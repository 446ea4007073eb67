use std::sync::Arc;

use axum::{
    body::Body as AxumBody,
    response::{IntoResponse, Response},
};
use bytes::Bytes;
use http_body_util::BodyExt;
use hyper::{HeaderMap, Request, StatusCode, header, header::HeaderValue, http::request::Parts};

use crate::{
    core::protocol::{HDR_REQUEST_CONTEXT, HDR_REQUEST_ID},
    metrics::increment_forward_request_total,
    ports::http_client::HttpClient,
};

/// Relays an accepted request to the target application.
#[derive(Clone)]
pub struct Forwarder {
    client: Arc<dyn HttpClient>,
}

impl Forwarder {
    pub fn new(client: Arc<dyn HttpClient>) -> Self {
        Self { client }
    }

    /// Forward the request described by `parts` and `body` to `app_base_url`.
    ///
    /// The path and query are kept as received. A transport failure yields a
    /// 502; otherwise the application's status, headers and body are relayed.
    pub async fn forward(
        &self,
        request_id: &str,
        app_base_url: &str,
        parts: &Parts,
        body: Bytes,
    ) -> Response {
        let path_and_query = parts
            .uri
            .path_and_query()
            .map_or("/", |pq| pq.as_str());
        let target_url = format!("{app_base_url}{path_and_query}");

        let outbound = Request::builder()
            .method(parts.method.clone())
            .uri(target_url.as_str())
            .body(AxumBody::from(body));
        let mut outbound = match outbound {
            Ok(outbound) => outbound,
            Err(e) => {
                tracing::error!(request_id = %request_id, error = %e, url = %target_url, "Failed to assemble forward request");
                return Self::bad_gateway(request_id);
            }
        };
        *outbound.headers_mut() = Self::forwarded_headers(request_id, &parts.headers);

        tracing::info!(request_id = %request_id, method = %parts.method, url = %target_url, "Forwarding request");

        let response = match self.client.send_request(outbound).await {
            Ok(response) => response,
            Err(e) => {
                tracing::error!(request_id = %request_id, error = %e, "Failed to forward request");
                return Self::bad_gateway(request_id);
            }
        };

        let status = response.status();
        increment_forward_request_total(status.as_u16());
        tracing::info!(request_id = %request_id, status = status.as_u16(), "Relaying application response");

        // The head is committed once returned, so body errors can only be logged.
        let (parts, body) = response.into_parts();
        let stream_request_id = request_id.to_string();
        let body = body.map_err(move |e| {
            tracing::error!(request_id = %stream_request_id, error = %e, "Failed to relay application response body");
            e
        });

        Response::from_parts(parts, AxumBody::new(body))
    }

    /// Inbound headers minus the signed context, tagged with the correlation id.
    fn forwarded_headers(request_id: &str, inbound: &HeaderMap) -> HeaderMap {
        let mut headers = inbound.clone();
        headers.remove(HDR_REQUEST_CONTEXT);
        // The buffered body is re-framed by the client.
        headers.remove(header::TRANSFER_ENCODING);
        if let Ok(value) = HeaderValue::from_str(request_id) {
            headers.insert(HDR_REQUEST_ID, value);
        }
        headers
    }

    fn bad_gateway(request_id: &str) -> Response {
        increment_forward_request_total(StatusCode::BAD_GATEWAY.as_u16());
        (
            StatusCode::BAD_GATEWAY,
            format!("Failed to forward request {request_id}"),
        )
            .into_response()
    }
}
pub mod authenticator;
pub mod forwarder;
pub mod http_client;
pub mod http_handler;

/// Re-export commonly used types from adapters
pub use authenticator::Authenticator;
pub use forwarder::Forwarder;
pub use http_client::HttpClientAdapter;
pub use http_handler::{MeshHandler, build_router};
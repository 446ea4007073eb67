use eyre::{Result, WrapErr};
use tracing_subscriber::{EnvFilter, Registry, layer::SubscriberExt, util::SubscriberInitExt};

/// Initialize logging. `RUST_LOG` wins over `level` when it is set.
pub fn init_tracing_with_config(level: &str, json_format: bool) -> Result<()> {
    let env_filter = match EnvFilter::try_from_default_env() {
        Ok(filter) => filter,
        Err(_) => {
            EnvFilter::try_new(level).wrap_err_with(|| format!("Invalid log level: {level}"))?
        }
    };

    let fmt_layer = tracing_subscriber::fmt::layer()
        .with_target(true)
        .with_file(true)
        .with_line_number(true);

    let registry = Registry::default().with(env_filter);
    if json_format {
        registry
            .with(
                fmt_layer
                    .json()
                    .with_current_span(true)
                    .with_span_list(false),
            )
            .try_init()
            .wrap_err("Failed to install JSON tracing subscriber")?;
    } else {
        registry
            .with(fmt_layer.with_ansi(true))
            .try_init()
            .wrap_err("Failed to install tracing subscriber")?;
    }

    tracing::info!(log_level = level, json = json_format, "Integration mesh logging initialized");
    Ok(())
}

/// Create the span wrapping one inbound request.
pub fn create_request_span(method: &str, path: &str, request_id: &str) -> tracing::Span {
    tracing::info_span!(
        "mesh_request",
        http.method = method,
        http.path = path,
        request_id = request_id,
        http.status_code = tracing::field::Empty,
    )
}
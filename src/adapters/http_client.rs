use std::{
    pin::Pin,
    task::{Context, Poll},
    time::Duration,
};

use async_trait::async_trait;
use axum::body::Body as AxumBody;
use bytes::Bytes;
use eyre::Result;
use hyper::{
    Request, Response, Version,
    body::{Body as HttpBody, Frame, SizeHint},
    header,
    header::HeaderValue,
};
use hyper_rustls::HttpsConnector;
use hyper_util::{
    client::legacy::{Client, connect::HttpConnector},
    rt::TokioExecutor,
};
use rustls_native_certs::load_native_certs;
use tokio::time::{Instant, Sleep, sleep, timeout};
use tracing::Instrument;

use crate::ports::http_client::{HttpClient, HttpClientError, HttpClientResult};

/// HTTP client adapter using Hyper with Rustls.
///
/// One instance exists per outbound hop so that each carries its own timeout.
/// The timeout bounds connecting and receiving the response head, and then
/// the gap between two frames of the response body.
pub struct HttpClientAdapter {
    client: Client<HttpsConnector<HttpConnector>, AxumBody>,
    timeout: Duration,
}

impl HttpClientAdapter {
    /// Create a new HTTP client adapter.
    pub fn new(timeout: Duration) -> Result<Self> {
        // Install default crypto provider for rustls if not already set
        let _ = rustls::crypto::aws_lc_rs::default_provider().install_default();

        let mut http_connector = HttpConnector::new();
        http_connector.enforce_http(false); // Allow HTTPS URLs

        let mut root_cert_store = rustls::RootCertStore::empty();
        let native_certs = load_native_certs();

        if !native_certs.certs.is_empty() {
            for cert in native_certs.certs {
                if root_cert_store.add(cert).is_err() {
                    tracing::warn!("Failed to add native certificate to rustls RootCertStore");
                }
            }
            tracing::debug!("Loaded {} native root certificates.", root_cert_store.len());
        }

        if !native_certs.errors.is_empty() {
            tracing::warn!(
                "Some native certificates failed to load: {:?}",
                native_certs.errors
            );
        }

        let tls_config = rustls::ClientConfig::builder()
            .with_root_certificates(root_cert_store)
            .with_no_client_auth();

        let https_connector = hyper_rustls::HttpsConnectorBuilder::new()
            .with_tls_config(tls_config)
            .https_or_http()
            .enable_http1()
            .wrap_connector(http_connector);

        let client = Client::builder(TokioExecutor::new()).build::<_, AxumBody>(https_connector);

        tracing::debug!("Created HTTP client with {:?} timeout", timeout);
        Ok(Self { client, timeout })
    }
}

#[async_trait]
impl HttpClient for HttpClientAdapter {
    async fn send_request(
        &self,
        mut req: Request<AxumBody>,
    ) -> HttpClientResult<Response<AxumBody>> {
        let upstream = format!(
            "{}://{}",
            req.uri().scheme_str().unwrap_or("http"),
            req.uri()
                .authority()
                .map_or_else(|| "unknown".to_string(), |a| a.to_string())
        );

        let span = tracing::debug_span!(
            "outbound_request",
            upstream.url = %upstream,
            http.method = %req.method(),
            http.path = %req.uri().path(),
            http.status_code = tracing::field::Empty,
        );

        // Set Host header from the target URI
        if let Some(host_str) = req.uri().host() {
            let host_header_val = match req.uri().port() {
                Some(port) => HeaderValue::from_str(&format!("{host_str}:{}", port.as_u16())),
                None => HeaderValue::from_str(host_str),
            };
            match host_header_val {
                Ok(value) => {
                    req.headers_mut().insert(header::HOST, value);
                }
                Err(_) => {
                    return Err(HttpClientError::InvalidRequest(format!(
                        "Invalid host in {}",
                        req.uri()
                    )));
                }
            }
        } else {
            tracing::error!("Outgoing URI has no host: {}", req.uri());
            return Err(HttpClientError::InvalidRequest(
                "Outgoing URI has no host".to_string(),
            ));
        }

        let (mut parts, body) = req.into_parts();
        parts.version = Version::HTTP_11;
        let method = parts.method.clone();
        let uri = parts.uri.clone();
        let outgoing_request = Request::from_parts(parts, body);

        let timeout_secs = self.timeout.as_secs();
        let result = timeout(self.timeout, self.client.request(outgoing_request))
            .instrument(span.clone())
            .await;

        match result {
            Ok(Ok(response)) => {
                span.record("http.status_code", response.status().as_u16());

                let (mut parts, hyper_body) = response.into_parts();

                // The body is re-framed by the server relaying it.
                parts.headers.remove(header::TRANSFER_ENCODING);

                let body = IdleTimeoutBody::new(AxumBody::new(hyper_body), self.timeout);
                Ok(Response::from_parts(parts, AxumBody::new(body)))
            }
            Ok(Err(e)) => {
                span.record("http.status_code", 599u16);
                tracing::warn!("Request to {} ({} {}) failed: {}", upstream, method, uri, e);
                Err(HttpClientError::ConnectionError(format!(
                    "Request to {method} {uri} failed: {e}"
                )))
            }
            Err(_) => {
                span.record("http.status_code", 599u16);
                tracing::warn!(
                    "Request to {} ({} {}) timed out after {}s",
                    upstream,
                    method,
                    uri,
                    timeout_secs
                );
                Err(HttpClientError::Timeout(timeout_secs))
            }
        }
    }
}

/// Response body that fails when no frame arrives within `idle`.
struct IdleTimeoutBody {
    inner: AxumBody,
    idle: Duration,
    deadline: Pin<Box<Sleep>>,
}

impl IdleTimeoutBody {
    fn new(inner: AxumBody, idle: Duration) -> Self {
        Self {
            inner,
            idle,
            deadline: Box::pin(sleep(idle)),
        }
    }
}

impl HttpBody for IdleTimeoutBody {
    type Data = Bytes;
    type Error = axum::Error;

    fn poll_frame(
        self: Pin<&mut Self>,
        cx: &mut Context<'_>,
    ) -> Poll<Option<Result<Frame<Self::Data>, Self::Error>>> {
        let this = self.get_mut();
        match Pin::new(&mut this.inner).poll_frame(cx) {
            Poll::Ready(frame) => {
                this.deadline.as_mut().reset(Instant::now() + this.idle);
                Poll::Ready(frame)
            }
            Poll::Pending => match this.deadline.as_mut().poll(cx) {
                Poll::Ready(()) => Poll::Ready(Some(Err(axum::Error::new(
                    HttpClientError::Timeout(this.idle.as_secs()),
                )))),
                Poll::Pending => Poll::Pending,
            },
        }
    }

    fn is_end_stream(&self) -> bool {
        self.inner.is_end_stream()
    }

    fn size_hint(&self) -> SizeHint {
        self.inner.size_hint()
    }
}

#[cfg(test)]
mod tests {
    use http_body_util::BodyExt;
    use tokio::{
        io::{AsyncReadExt, AsyncWriteExt},
        net::TcpListener,
    };
    use wiremock::{
        Mock, MockServer, ResponseTemplate,
        matchers::{method, path},
    };

    use super::*;

    #[tokio::test]
    async fn test_http_client_creation() {
        let client = HttpClientAdapter::new(Duration::from_secs(5));
        assert!(client.is_ok());
    }

    #[tokio::test]
    async fn test_relative_uri_is_rejected() {
        let client = HttpClientAdapter::new(Duration::from_secs(5)).unwrap();
        let req = Request::builder()
            .uri("/no-host")
            .body(AxumBody::empty())
            .unwrap();

        let err = client.send_request(req).await.unwrap_err();
        assert!(matches!(err, HttpClientError::InvalidRequest(_)));
    }

    #[tokio::test]
    async fn test_unreachable_target_is_connection_error() {
        let client = HttpClientAdapter::new(Duration::from_secs(5)).unwrap();
        let req = Request::builder()
            .uri("http://127.0.0.1:1/")
            .body(AxumBody::empty())
            .unwrap();

        let err = client.send_request(req).await.unwrap_err();
        assert!(matches!(err, HttpClientError::ConnectionError(_)));
    }

    #[tokio::test]
    async fn test_response_is_relayed() {
        let server = MockServer::start().await;
        Mock::given(method("GET"))
            .and(path("/ping"))
            .respond_with(ResponseTemplate::new(202).set_body_string("pong"))
            .mount(&server)
            .await;

        let client = HttpClientAdapter::new(Duration::from_secs(5)).unwrap();
        let req = Request::builder()
            .uri(format!("{}/ping", server.uri()))
            .body(AxumBody::empty())
            .unwrap();

        let response = client.send_request(req).await.unwrap();
        assert_eq!(response.status(), 202);
        let body = response.into_body().collect().await.unwrap().to_bytes();
        assert_eq!(&body[..], b"pong");
    }

    #[tokio::test]
    async fn test_slow_response_times_out() {
        let server = MockServer::start().await;
        Mock::given(method("GET"))
            .respond_with(ResponseTemplate::new(200).set_delay(Duration::from_secs(3)))
            .mount(&server)
            .await;

        let client = HttpClientAdapter::new(Duration::from_secs(1)).unwrap();
        let req = Request::builder()
            .uri(server.uri())
            .body(AxumBody::empty())
            .unwrap();

        let err = client.send_request(req).await.unwrap_err();
        assert!(matches!(err, HttpClientError::Timeout(1)));
    }

    #[tokio::test]
    async fn test_stalled_body_times_out() {
        let listener = TcpListener::bind("127.0.0.1:0").await.unwrap();
        let addr = listener.local_addr().unwrap();
        tokio::spawn(async move {
            let (mut socket, _) = listener.accept().await.unwrap();
            let mut buf = [0u8; 4096];
            let _ = socket.read(&mut buf).await;
            socket
                .write_all(b"HTTP/1.1 200 OK\r\nContent-Length: 10\r\n\r\nab")
                .await
                .unwrap();
            tokio::time::sleep(Duration::from_secs(30)).await;
        });

        let client = HttpClientAdapter::new(Duration::from_secs(1)).unwrap();
        let req = Request::builder()
            .uri(format!("http://{addr}/"))
            .body(AxumBody::empty())
            .unwrap();

        let response = client.send_request(req).await.unwrap();
        assert_eq!(response.status(), 200);

        let collected =
            tokio::time::timeout(Duration::from_secs(5), response.into_body().collect()).await;
        assert!(collected.expect("body read should end").is_err());
    }
}
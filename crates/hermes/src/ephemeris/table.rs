//! Canned ephemeris for deterministic replays.
//!
//! Positions come from an explicit (planet, date) table first and fall back to
//! a linear motion model anchored at a reference Julian day.

use chrono::{Datelike, NaiveDate};
use std::collections::HashMap;

use crate::ephemeris::types::{
    gregorian_julian_day, Angles, BodyPosition, EphemerisError, EphemerisProvider, GeoLocation,
    JulianDay,
};
use crate::planets::Planet;
use crate::zodiac::normalize_degrees;

#[derive(Debug, Clone, Copy, PartialEq)]
struct LinearMotion {
    epoch: JulianDay,
    lon_at_epoch: f64,
    speed: f64,
}

#[derive(Debug, Clone, Default)]
pub struct TableEphemeris {
    positions: HashMap<(Planet, NaiveDate), BodyPosition>,
    motions: HashMap<Planet, LinearMotion>,
    angles: Option<Angles>,
}

impl TableEphemeris {
    pub fn new() -> Self {
        Self::default()
    }

    /// Ascendant and midheaven returned for every `houses` call.
    pub fn with_angles(mut self, asc: f64, mc: f64) -> Self {
        self.angles = Some(Angles {
            asc: normalize_degrees(asc),
            mc: normalize_degrees(mc),
        });
        self
    }

    /// Fixed position of `planet` for the whole of `date`.
    pub fn with_position(mut self, planet: Planet, date: NaiveDate, lon: f64, speed: f64) -> Self {
        self.insert_position(planet, date, lon, speed);
        self
    }

    pub fn insert_position(&mut self, planet: Planet, date: NaiveDate, lon: f64, speed: f64) {
        self.positions.insert(
            (planet, date),
            BodyPosition {
                lon: normalize_degrees(lon),
                speed_lon: Some(speed),
            },
        );
    }

    /// Constant-speed motion: `lon = lon_at_epoch + speed * (jd - epoch)`.
    pub fn with_motion(mut self, planet: Planet, epoch: NaiveDate, lon_at_epoch: f64, speed: f64) -> Self {
        let epoch = JulianDay(gregorian_julian_day(epoch.year(), epoch.month(), epoch.day(), 0.0));
        self.motions.insert(
            planet,
            LinearMotion {
                epoch,
                lon_at_epoch,
                speed,
            },
        );
        self
    }

    fn lookup(&self, jd: JulianDay, planet: Planet) -> Option<BodyPosition> {
        if let Some(position) = jd.date().and_then(|date| self.positions.get(&(planet, date))) {
            return Some(*position);
        }
        self.motions.get(&planet).map(|motion| BodyPosition {
            lon: normalize_degrees(motion.lon_at_epoch + motion.speed * (jd.0 - motion.epoch.0)),
            speed_lon: Some(motion.speed),
        })
    }
}

impl EphemerisProvider for TableEphemeris {
    fn to_julian_day(&self, year: i32, month: u32, day: u32, hour_utc: f64) -> JulianDay {
        JulianDay(gregorian_julian_day(year, month, day, hour_utc))
    }

    fn body_position(
        &self,
        jd: JulianDay,
        planet: Planet,
        want_speed: bool,
    ) -> Result<BodyPosition, EphemerisError> {
        let position = self
            .lookup(jd, planet)
            .ok_or_else(|| EphemerisError::CalculationFailed {
                planet,
                jd: jd.0,
                message: "no canned position".to_string(),
            })?;
        Ok(BodyPosition {
            lon: position.lon,
            speed_lon: if want_speed { position.speed_lon } else { None },
        })
    }

    fn houses(&self, _jd: JulianDay, _location: GeoLocation) -> Result<Angles, EphemerisError> {
        self.angles
            .ok_or_else(|| EphemerisError::HouseCalculationFailed {
                message: "no canned angles".to_string(),
            })
    }
}
//! Aggregates same-day, same-point matches into scored records.

use chrono::NaiveDate;
use std::collections::BTreeMap;

use crate::planets::{NatalPoint, Planet};
use crate::transit::types::{DailySignificance, RawMatch, Timeframe};

pub const SIGNIFICANCE_THRESHOLD: f64 = 3.0;
pub const RULING_PLANET_BONUS: f64 = 2.5;
pub const RETROGRADE_BONUS: f64 = 1.0;
/// Each additional match on the same day multiplies the score by this much more.
pub const COUNT_FACTOR: f64 = 0.7;
pub const POLARITY_OFFSET: f64 = 1.5;
/// Weight for Mercury and Venus transits that do not hit the ruler
pub const INNER_PLANET_WEIGHT: f64 = 0.5;

pub fn weight_factor(m: &RawMatch) -> f64 {
    match m.transit_planet {
        Planet::Mercury | Planet::Venus if !m.is_ruling_hit => INNER_PLANET_WEIGHT,
        planet => planet.weight(),
    }
}

/// Contribution of one match to the day's base score.
pub fn match_contribution(m: &RawMatch) -> f64 {
    let ruling_bonus = if m.is_ruling_hit {
        RULING_PLANET_BONUS
    } else {
        0.0
    };
    let retro_bonus = if m.is_mercury_retrograde() {
        RETROGRADE_BONUS
    } else {
        0.0
    };
    m.exactness * (m.polarity + POLARITY_OFFSET) * weight_factor(m) + ruling_bonus + retro_bonus
}

pub fn total_score(matches: &[&RawMatch]) -> f64 {
    let base: f64 = matches.iter().map(|m| match_contribution(m)).sum();
    base * (1.0 + matches.len() as f64 * COUNT_FACTOR)
}

/// Long-Term dominates; otherwise a shared label, or Mixed.
pub fn aggregate_timeframe(matches: &[&RawMatch]) -> Option<Timeframe> {
    let first = matches.first()?.timeframe;
    if matches.iter().any(|m| m.timeframe == Timeframe::LongTerm) {
        return Some(Timeframe::LongTerm);
    }
    if matches.iter().any(|m| m.timeframe != first) {
        return Some(Timeframe::Mixed);
    }
    Some(first)
}

fn summarize(matches: &[&RawMatch]) -> String {
    let mut by_orb: Vec<&RawMatch> = matches.to_vec();
    by_orb.sort_by(|a, b| a.orb_degree.total_cmp(&b.orb_degree));
    by_orb
        .iter()
        .map(|m| {
            format!(
                "{} {}{} (Orb {:.2}°)",
                m.transit_planet,
                m.aspect,
                if m.is_retrograde { " Rx" } else { "" },
                m.orb_degree
            )
        })
        .collect::<Vec<_>>()
        .join("; ")
}

/// Score one (date, point) group. `None` when the group is empty or its
/// score does not reach the significance threshold.
pub fn score_day(
    date: NaiveDate,
    natal_point: NatalPoint,
    matches: &[&RawMatch],
) -> Option<DailySignificance> {
    let timeframe = aggregate_timeframe(matches)?;
    let score = total_score(matches);
    if score.abs() < SIGNIFICANCE_THRESHOLD {
        return None;
    }

    // first match wins an orb tie
    let tightest = matches
        .iter()
        .copied()
        .reduce(|best, m| if m.orb_degree < best.orb_degree { m } else { best })?;

    Some(DailySignificance {
        date,
        natal_point,
        transit_count: matches.len(),
        is_ruling_hit: matches.iter().any(|m| m.is_ruling_hit),
        mercury_retrograde: matches.iter().any(|m| m.is_mercury_retrograde()),
        timeframe,
        score,
        orb_degree: tightest.orb_degree,
        transits: summarize(matches),
        interpretation: tightest.aspect.definition().interpretation.to_string(),
        transit_planet: tightest.transit_planet,
        aspect: tightest.aspect,
    })
}

/// Group matches by (date, natal point), score each group and keep the
/// significant ones, ordered by date ascending then score descending.
/// Equal scores on one date keep canonical natal point order, not input order.
pub fn score_matches(matches: &[RawMatch]) -> Vec<DailySignificance> {
    let mut groups: BTreeMap<(NaiveDate, NatalPoint), Vec<&RawMatch>> = BTreeMap::new();
    for m in matches {
        groups.entry((m.date, m.natal_point)).or_default().push(m);
    }

    let mut results: Vec<DailySignificance> = groups
        .iter()
        .filter_map(|((date, point), group)| score_day(*date, *point, group))
        .collect();
    results.sort_by(|a, b| a.date.cmp(&b.date).then(b.score.total_cmp(&a.score)));

    log::debug!("Filtered transit events: {}", results.len());
    results
}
++++++
Goal of the exercise: What is needed is every line of the records that contains the word "BodyPosition".

Answer box:
    gregorian_julian_day, Angles, BodyPosition, EphemerisError, EphemerisProvider, GeoLocation,
    positions: HashMap<(Planet, NaiveDate), BodyPosition>,
            BodyPosition {
    fn lookup(&self, jd: JulianDay, planet: Planet) -> Option<BodyPosition> {
        self.motions.get(&planet).map(|motion| BodyPosition {
    ) -> Result<BodyPosition, EphemerisError> {
        Ok(BodyPosition {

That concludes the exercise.